In the wake of the horrific murders at the satirical French magazine Charlie Hebdo, you may find dozens commentaries on free speech, on hate speech, on Islam, on integration, and what the killings tell us about all of that. (There are too many to list here, but this one featuring Claire Adida is notable because she’s a French political scientist who actually studies Muslim integration in France.)
You should also read commentary that reminds us that Charlie Hebdo’s satire really was difficult. It was, indeed, offensive. Divisive even among non-Muslims in France. You may also read that the way that Charlie Hebdo mocked Islam is racist. Two examples are Jacob Canfield at Hooded Utilitarian, and Richard Seymour at Jacobin.
This allegation of racism is problematic. It fundamentally misunderstands Islam, the challenges that Muslims face in Europe and elsewhere, and the role that race does play in shaping and supporting the grievances of Muslims in the West.
It is, of course, obvious that Islam is not a race. As a faith, Islam eschews racial categorization in favor of a humanity divided into believers and unbelievers. In my work on Muslim Southeast Asia, I have found it profitable to think explicitly about the ways in which perceptions of racial distinction shape interethnic relations. Doing so brings into relief the role of Islam in bridging these perceived racial differences. (Nowhere is this clearer than in Malaysia, where the fundamental prerequisite for becoming Malay [masuk Melayu] is to become Muslim.) At the same time, racism has long existed within the Muslim world based on place of origin, phenotype, or perceived descent.
But this point is almost too obvious. I imagine Canfield, Seymour, and others reading these words and rolling their eyes. “Of course Islam isn’t a race, but the way in which Islam is portrayed is racist.”

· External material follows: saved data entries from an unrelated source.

//! Demo command implementation.
//!
//! Builds a synthetic catalog and searches for the key that sorted insertion
//! pushes to the bottom of the tree.

use crate::render::SearchReport;
use libris_core::{synthetic_records, Catalog, Field, Requester};
use rand::seq::SliceRandom;
use serde::Serialize;
use tracing::info;

const AUTHORS: usize = 10;

/// Summary of the demo catalog shape.
#[derive(Debug, Serialize)]
pub struct DemoResult {
    /// Number of records inserted.
    pub records: usize,
    /// Insertion order used.
    pub order: String,
    /// Height of the ISBN tree.
    pub isbn_tree_height: Option<usize>,
    /// Longest chain in the ISBN hash table.
    pub isbn_longest_bucket: Option<usize>,
    /// Comparison for the worst-case ISBN.
    pub isbn_search: SearchReport,
    /// Comparison for one author.
    pub author_search: SearchReport,
}

/// Runs the demo.
pub fn run(records: usize, order: &str, format: &str) -> Result<(), Box<dyn std::error::Error>> {
    if records == 0 {
        return Err("--records must be at least 1".into());
    }

    let mut seed = synthetic_records(records, AUTHORS);
    let worst_isbn = format!("{:010}", records - 1);
    match order {
        "sorted" => {}
        "shuffled" => seed.shuffle(&mut rand::thread_rng()),
        other => return Err(format!("unknown order {other:?}, expected sorted or shuffled").into()),
    }

    info!(records, order, "Building demo catalog");
    let catalog = Catalog::new(seed);
    let requester = Requester::new("demo", "Demo");

    let isbn = catalog.search(Field::Isbn, &worst_isbn, &requester)?;
    let author = catalog.search(Field::Author, "Author 0", &requester)?;

    let result = DemoResult {
        records,
        order: order.to_string(),
        isbn_tree_height: catalog.tree_height(Field::Isbn),
        isbn_longest_bucket: catalog.longest_bucket(Field::Isbn),
        isbn_search: SearchReport::new(&worst_isbn, &isbn),
        author_search: SearchReport::new("Author 0", &author),
    };

    match format {
        "json" => println!("{}", serde_json::to_string_pretty(&result)?),
        _ => print_text_output(&result),
    }

    Ok(())
}

fn print_text_output(result: &DemoResult) {
    println!("Demo Catalog");
    println!("============");
    println!("Records:             {}", result.records);
    println!("Insertion order:     {}", result.order);
    if let Some(height) = result.isbn_tree_height {
        println!("ISBN tree height:    {height}");
    }
    if let Some(longest) = result.isbn_longest_bucket {
        println!("Longest hash chain:  {longest}");
    }

    println!();
    println!("ISBN search for {}:", result.isbn_search.query);
    print!("{}", result.isbn_search.to_text());

    println!();
    println!("Author search for {}:", result.author_search.query);
    print!("{}", result.author_search.to_text());
}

This reply also fails. We know from recent research that Muslims face conditions of discrimination that transcend their perceived race. More to the point, though, Charlie Hebdo’s mockery of Islam targets not the Muslim as a person, but a set of beliefs held by a subset of Muslims. That mockery has power because it forces readers, Muslim and non-Muslim, to examine the essence of religious belief. These cartoons play on the contested foundations of a spiritual identity. And those foundations are indeed contested, they are political, within Islam. That is how to “get” the cartoons, even if you find them offensive and inappropriate.
Eliding anti-Islam rhetoric with racism also obscures racism qua racism. It won’t do to label every instance of “whites punching down” as racism, because it prevents us from seeing that the mechanisms that produced hierarchies of race, class, and privilege really are different for Muslims and racial and ethnic minorities. They may be interrelated, of course. Nigerian Muslims in the United States are not merely Muslim, they are also Black. But my point is this: the narratives of the dangerous convert, the sleeper, the invisible cancer, all of which characterize the contemporary condition of Muslims in the West, none of those has a clear analogue in race. When racists imagine the problem of integration, they imagine a condition that stems from birth, a destiny inherited biologically. When Islamophobes imagine the problem of integration, they imagine a struggle of ideas, one in which all are vulnerable, in which the most frightening threat is the convert. (This is why commentary about Islamic radicals is so obsessed with pointing out that radicals, say, used to smoke marijuana or visit prostitutes. Even a “bad” Muslim is a dangerous one.)
The analogue for this kind of panic about Islam is not race. It’s communism. And the mockery of Islam by Charlie Hebdo is biting precisely because it targets a belief held sacred, not because it portrays all Muslims as having inherent, immutable attributes.
Note that I am not arguing that there is nothing racial about anti-Muslim attitudes, or the larger problem of Islam in Europe. There surely is. But the term that describes this phenomenon is the racialization of Islam in the West. The Tsarnaev brothers offer a compelling example from the U.S. But the racialization of Islam is an example of a broader racialization of poverty, of violence, of class. (A vivid example of these is Vinz, Vincent Cassel’s character in La Haine.)
Thinking through the racialization of Islam in France, and in the West in general, is obviously good, in a way that Edward Said (enlisted by Seymour as his first line of defense) would approve of. But understanding exactly how Charlie Hebdo’s mockery of Islam is not racist is the first step in taking the challenges of Charlie Hebdo seriously.